[What to do] Line by line, return the data exactly as shown.

** Opening Extracted material block **

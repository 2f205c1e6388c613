//! Configuration validation.
//!
//! # Responsibilities
//! - Semantic validation (serde handles syntactic)
//! - Validate value ranges (timeouts > 0, rates finite, ranges non-empty)
//! - Check rule table consistency (allow-list within vocabulary, disjoint
//!   brand groups, normalized casing)
//!
//! # Design Decisions
//! - Returns all validation errors, not just first
//! - Validation is pure function: QuoterConfig → Result<(), Vec<ConfigIssue>>
//! - Runs before config is accepted into the system

use std::collections::HashSet;
use std::fmt;
use std::net::SocketAddr;

use crate::config::schema::{PricingConfig, QuoterConfig, RuleSet};
use crate::quoting::rules::IntRange;

/// A single semantic problem in a configuration.
#[derive(Debug, Clone, PartialEq, Eq)]
pub struct ConfigIssue {
    /// Dotted path to the offending setting.
    pub field: String,
    pub message: String,
}

impl ConfigIssue {
    fn new(field: impl Into<String>, message: impl Into<String>) -> Self {
        Self {
            field: field.into(),
            message: message.into(),
        }
    }
}

impl fmt::Display for ConfigIssue {
    fn fmt(&self, f: &mut fmt::Formatter<'_>) -> fmt::Result {
        write!(f, "{}: {}", self.field, self.message)
    }
}

/// Validate a configuration, collecting every issue found.
pub fn validate_config(config: &QuoterConfig) -> Result<(), Vec<ConfigIssue>> {
    let mut issues = Vec::new();

    if config.listener.bind_address.parse::<SocketAddr>().is_err() {
        issues.push(ConfigIssue::new(
            "listener.bind_address",
            format!("'{}' is not a socket address", config.listener.bind_address),
        ));
    }

    if config.timeouts.request_secs == 0 {
        issues.push(ConfigIssue::new("timeouts.request_secs", "must be greater than 0"));
    }

    if config.observability.metrics_enabled
        && config
            .observability
            .metrics_address
            .parse::<SocketAddr>()
            .is_err()
    {
        issues.push(ConfigIssue::new(
            "observability.metrics_address",
            format!(
                "'{}' is not a socket address",
                config.observability.metrics_address
            ),
        ));
    }

    validate_pricing(&config.pricing, &mut issues);
    validate_rules(&config.rules, &mut issues);

    if issues.is_empty() {
        Ok(())
    } else {
        Err(issues)
    }
}

fn validate_pricing(pricing: &PricingConfig, issues: &mut Vec<ConfigIssue>) {
    let rates = [
        ("pricing.base_rate", pricing.base_rate),
        ("pricing.vat_rate", pricing.vat_rate),
        ("pricing.margin_threshold", pricing.margin_threshold),
        ("pricing.low_downpayment_margin", pricing.low_downpayment_margin),
        ("pricing.standard_margin", pricing.standard_margin),
    ];
    for (field, value) in rates {
        if !value.is_finite() || value < 0.0 {
            issues.push(ConfigIssue::new(
                field,
                format!("must be a finite non-negative number, got {value}"),
            ));
        }
    }

    if pricing.periods == 0 {
        issues.push(ConfigIssue::new("pricing.periods", "must be greater than 0"));
    }
}

fn validate_rules(rules: &RuleSet, issues: &mut Vec<ConfigIssue>) {
    if rules.vehicle_types.is_empty() {
        issues.push(ConfigIssue::new("rules.vehicle_types", "must not be empty"));
    }
    check_case(&rules.vehicle_types, "rules.vehicle_types", false, issues);
    check_case(&rules.known_subtypes, "rules.known_subtypes", false, issues);
    check_case(&rules.allowed_subtypes, "rules.allowed_subtypes", false, issues);
    check_case(&rules.brands.russian, "rules.brands.russian", true, issues);
    check_case(&rules.brands.european, "rules.brands.european", true, issues);

    for subtype in &rules.allowed_subtypes {
        if !rules.is_known_subtype(subtype) {
            issues.push(ConfigIssue::new(
                "rules.allowed_subtypes",
                format!("'{subtype}' is not listed in rules.known_subtypes"),
            ));
        }
    }

    let russian: HashSet<&str> = rules.brands.russian.iter().map(String::as_str).collect();
    for brand in &rules.brands.european {
        if russian.contains(brand.as_str()) {
            issues.push(ConfigIssue::new(
                "rules.brands",
                format!("'{brand}' is listed as both russian and european"),
            ));
        }
    }

    check_range(rules.year, "rules.year", issues);
    check_range(rules.price, "rules.price", issues);
    check_range(rules.russian_year, "rules.russian_year", issues);

    let dp = rules.downpayment;
    if !(dp.min.is_finite() && dp.below.is_finite() && 0.0 <= dp.min && dp.min < dp.below && dp.below <= 1.0)
    {
        issues.push(ConfigIssue::new(
            "rules.downpayment",
            format!("must satisfy 0 <= min < below <= 1, got [{}, {})", dp.min, dp.below),
        ));
    }

    if rules.price.min <= 0 {
        issues.push(ConfigIssue::new("rules.price", "min must be positive"));
    }

    if rules.russian_year.min < rules.year.min || rules.russian_year.max > rules.year.max {
        issues.push(ConfigIssue::new(
            "rules.russian_year",
            "must lie within rules.year",
        ));
    }
}

fn check_range(range: IntRange, field: &str, issues: &mut Vec<ConfigIssue>) {
    if range.min > range.max {
        issues.push(ConfigIssue::new(
            field,
            format!("min {} is greater than max {}", range.min, range.max),
        ));
    }
}

fn check_case(values: &[String], field: &str, upper: bool, issues: &mut Vec<ConfigIssue>) {
    for value in values {
        let normalized = if upper {
            value.trim().to_uppercase()
        } else {
            value.trim().to_lowercase()
        };
        if *value != normalized {
            let case = if upper { "upper" } else { "lower" };
            issues.push(ConfigIssue::new(
                field,
                format!("'{value}' must be trimmed and {case}case"),
            ));
        }
    }
}
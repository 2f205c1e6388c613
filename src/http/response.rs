//! Error responses.
//!
//! Missing or malformed parameters map to 400 Bad Request; well-formed
//! requests that break a business rule map to 422 Unprocessable Entity.

use axum::{
    http::StatusCode,
    response::{IntoResponse, Response},
    Json,
};
use serde::{Deserialize, Serialize};

use crate::observability::metrics;
use crate::quoting::{Violation, ViolationKind};

/// JSON body returned for a rejected quote.
#[derive(Debug, Clone, PartialEq, Eq, Serialize, Deserialize)]
pub struct ErrorBody {
    pub kind: String,
    pub field: String,
    pub message: String,
}

/// A violation on its way to the client.
#[derive(Debug)]
pub struct ApiError(pub Violation);

impl ApiError {
    pub fn status(&self) -> StatusCode {
        status_for(self.0.kind())
    }
}

impl From<Violation> for ApiError {
    fn from(violation: Violation) -> Self {
        Self(violation)
    }
}

impl IntoResponse for ApiError {
    fn into_response(self) -> Response {
        let kind = self.0.kind();
        metrics::record_violation(kind);
        let body = ErrorBody {
            kind: kind.as_str().to_string(),
            field: self.0.field().to_string(),
            message: self.0.to_string(),
        };
        (status_for(kind), Json(body)).into_response()
    }
}

fn status_for(kind: ViolationKind) -> StatusCode {
    if kind.is_malformed() {
        StatusCode::BAD_REQUEST
    } else {
        StatusCode::UNPROCESSABLE_ENTITY
    }
}

#[cfg(test)]
mod tests {
    use super::*;

    #[test]
    fn test_status_codes() {
        let missing = ApiError(Violation::MissingField { field: "price" });
        assert_eq!(missing.status(), StatusCode::BAD_REQUEST);

        let brand = ApiError(Violation::DisallowedBrand {
            value: "CHINESE_CRAP".into(),
            allowed: vec!["MAN".into()],
        });
        assert_eq!(brand.status(), StatusCode::UNPROCESSABLE_ENTITY);
        assert_eq!(brand.into_response().status(), StatusCode::UNPROCESSABLE_ENTITY);
    }
}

** Closing Extracted material block **

[Answer to this exercise]
repository 2f205c1e6388c613
//! Configuration validation.
//!
//! # Responsibilities
//! - Semantic validation (serde handles syntactic)
//! - Validate value ranges (timeouts > 0, rates finite, ranges non-empty)
//! - Check rule table consistency (allow-list within vocabulary, disjoint
//!   brand groups, normalized casing)
//!
//! # Design Decisions
//! - Returns all validation errors, not just first
//! - Validation is pure function: QuoterConfig → Result<(), Vec<ConfigIssue>>
//! - Runs before config is accepted into the system

use std::collections::HashSet;
use std::fmt;
use std::net::SocketAddr;

use crate::config::schema::{PricingConfig, QuoterConfig, RuleSet};
use crate::quoting::rules::IntRange;

/// A single semantic problem in a configuration.
#[derive(Debug, Clone, PartialEq, Eq)]
pub struct ConfigIssue {
    /// Dotted path to the offending setting.
    pub field: String,
    pub message: String,
}

impl ConfigIssue {
    fn new(field: impl Into<String>, message: impl Into<String>) -> Self {
        Self {
            field: field.into(),
            message: message.into(),
        }
    }
}

impl fmt::Display for ConfigIssue {
    fn fmt(&self, f: &mut fmt::Formatter<'_>) -> fmt::Result {
        write!(f, "{}: {}", self.field, self.message)
    }
}

/// Validate a configuration, collecting every issue found.
pub fn validate_config(config: &QuoterConfig) -> Result<(), Vec<ConfigIssue>> {
    let mut issues = Vec::new();

    if config.listener.bind_address.parse::<SocketAddr>().is_err() {
        issues.push(ConfigIssue::new(
            "listener.bind_address",
            format!("'{}' is not a socket address", config.listener.bind_address),
        ));
    }

    if config.timeouts.request_secs == 0 {
        issues.push(ConfigIssue::new("timeouts.request_secs", "must be greater than 0"));
    }

    if config.observability.metrics_enabled
        && config
            .observability
            .metrics_address
            .parse::<SocketAddr>()
            .is_err()
    {
        issues.push(ConfigIssue::new(
            "observability.metrics_address",
            format!(
                "'{}' is not a socket address",
                config.observability.metrics_address
            ),
        ));
    }

    validate_pricing(&config.pricing, &mut issues);
    validate_rules(&config.rules, &mut issues);

    if issues.is_empty() {
        Ok(())
    } else {
        Err(issues)
    }
}

fn validate_pricing(pricing: &PricingConfig, issues: &mut Vec<ConfigIssue>) {
    let rates = [
        ("pricing.base_rate", pricing.base_rate),
        ("pricing.vat_rate", pricing.vat_rate),
        ("pricing.margin_threshold", pricing.margin_threshold),
        ("pricing.low_downpayment_margin", pricing.low_downpayment_margin),
        ("pricing.standard_margin", pricing.standard_margin),
    ];
    for (field, value) in rates {
        if !value.is_finite() || value < 0.0 {
            issues.push(ConfigIssue::new(
                field,
                format!("must be a finite non-negative number, got {value}"),
            ));
        }
    }

    if pricing.periods == 0 {
        issues.push(ConfigIssue::new("pricing.periods", "must be greater than 0"));
    }
}

fn validate_rules(rules: &RuleSet, issues: &mut Vec<ConfigIssue>) {
    if rules.vehicle_types.is_empty() {
        issues.push(ConfigIssue::new("rules.vehicle_types", "must not be empty"));
    }
    check_case(&rules.vehicle_types, "rules.vehicle_types", false, issues);
    check_case(&rules.known_subtypes, "rules.known_subtypes", false, issues);
    check_case(&rules.allowed_subtypes, "rules.allowed_subtypes", false, issues);
    check_case(&rules.brands.russian, "rules.brands.russian", true, issues);
    check_case(&rules.brands.european, "rules.brands.european", true, issues);

    for subtype in &rules.allowed_subtypes {
        if !rules.is_known_subtype(subtype) {
            issues.push(ConfigIssue::new(
                "rules.allowed_subtypes",
                format!("'{subtype}' is not listed in rules.known_subtypes"),
            ));
        }
    }

    let russian: HashSet<&str> = rules.brands.russian.iter().map(String::as_str).collect();
    for brand in &rules.brands.european {
        if russian.contains(brand.as_str()) {
            issues.push(ConfigIssue::new(
                "rules.brands",
                format!("'{brand}' is listed as both russian and european"),
            ));
        }
    }

    check_range(rules.year, "rules.year", issues);
    check_range(rules.price, "rules.price", issues);
    check_range(rules.russian_year, "rules.russian_year", issues);

    let dp = rules.downpayment;
    if !(dp.min.is_finite() && dp.below.is_finite() && 0.0 <= dp.min && dp.min < dp.below && dp.below <= 1.0)
    {
        issues.push(ConfigIssue::new(
            "rules.downpayment",
            format!("must satisfy 0 <= min < below <= 1, got [{}, {})", dp.min, dp.below),
        ));
    }

    if rules.price.min <= 0 {
        issues.push(ConfigIssue::new("rules.price", "min must be positive"));
    }

    if rules.russian_year.min < rules.year.min || rules.russian_year.max > rules.year.max {
        issues.push(ConfigIssue::new(
            "rules.russian_year",
            "must lie within rules.year",
        ));
    }
}

fn check_range(range: IntRange, field: &str, issues: &mut Vec<ConfigIssue>) {
    if range.min > range.max {
        issues.push(ConfigIssue::new(
            field,
            format!("min {} is greater than max {}", range.min, range.max),
        ));
    }
}

fn check_case(values: &[String], field: &str, upper: bool, issues: &mut Vec<ConfigIssue>) {
    for value in values {
        let normalized = if upper {
            value.trim().to_uppercase()
        } else {
            value.trim().to_lowercase()
        };
        if *value != normalized {
            let case = if upper { "upper" } else { "lower" };
            issues.push(ConfigIssue::new(
                field,
                format!("'{value}' must be trimmed and {case}case"),
            ));
        }
    }
}
repository 2f205c1e6388c613
filename src/http/response.rs
//! Error responses.
//!
//! Missing or malformed parameters map to 400 Bad Request; well-formed
//! requests that break a business rule map to 422 Unprocessable Entity.

use axum::{
    http::StatusCode,
    response::{IntoResponse, Response},
    Json,
};
use serde::{Deserialize, Serialize};

use crate::observability::metrics;
use crate::quoting::{Violation, ViolationKind};

/// JSON body returned for a rejected quote.
#[derive(Debug, Clone, PartialEq, Eq, Serialize, Deserialize)]
pub struct ErrorBody {
    pub kind: String,
    pub field: String,
    pub message: String,
}

/// A violation on its way to the client.
#[derive(Debug)]
pub struct ApiError(pub Violation);

impl ApiError {
    pub fn status(&self) -> StatusCode {
        status_for(self.0.kind())
    }
}

impl From<Violation> for ApiError {
    fn from(violation: Violation) -> Self {
        Self(violation)
    }
}

impl IntoResponse for ApiError {
    fn into_response(self) -> Response {
        let kind = self.0.kind();
        metrics::record_violation(kind);
        let body = ErrorBody {
            kind: kind.as_str().to_string(),
            field: self.0.field().to_string(),
            message: self.0.to_string(),
        };
        (status_for(kind), Json(body)).into_response()
    }
}

fn status_for(kind: ViolationKind) -> StatusCode {
    if kind.is_malformed() {
        StatusCode::BAD_REQUEST
    } else {
        StatusCode::UNPROCESSABLE_ENTITY
    }
}

#[cfg(test)]
mod tests {
    use super::*;

    #[test]
    fn test_status_codes() {
        let missing = ApiError(Violation::MissingField { field: "price" });
        assert_eq!(missing.status(), StatusCode::BAD_REQUEST);

        let brand = ApiError(Violation::DisallowedBrand {
            value: "CHINESE_CRAP".into(),
            allowed: vec!["MAN".into()],
        });
        assert_eq!(brand.status(), StatusCode::UNPROCESSABLE_ENTITY);
        assert_eq!(brand.into_response().status(), StatusCode::UNPROCESSABLE_ENTITY);
    }
}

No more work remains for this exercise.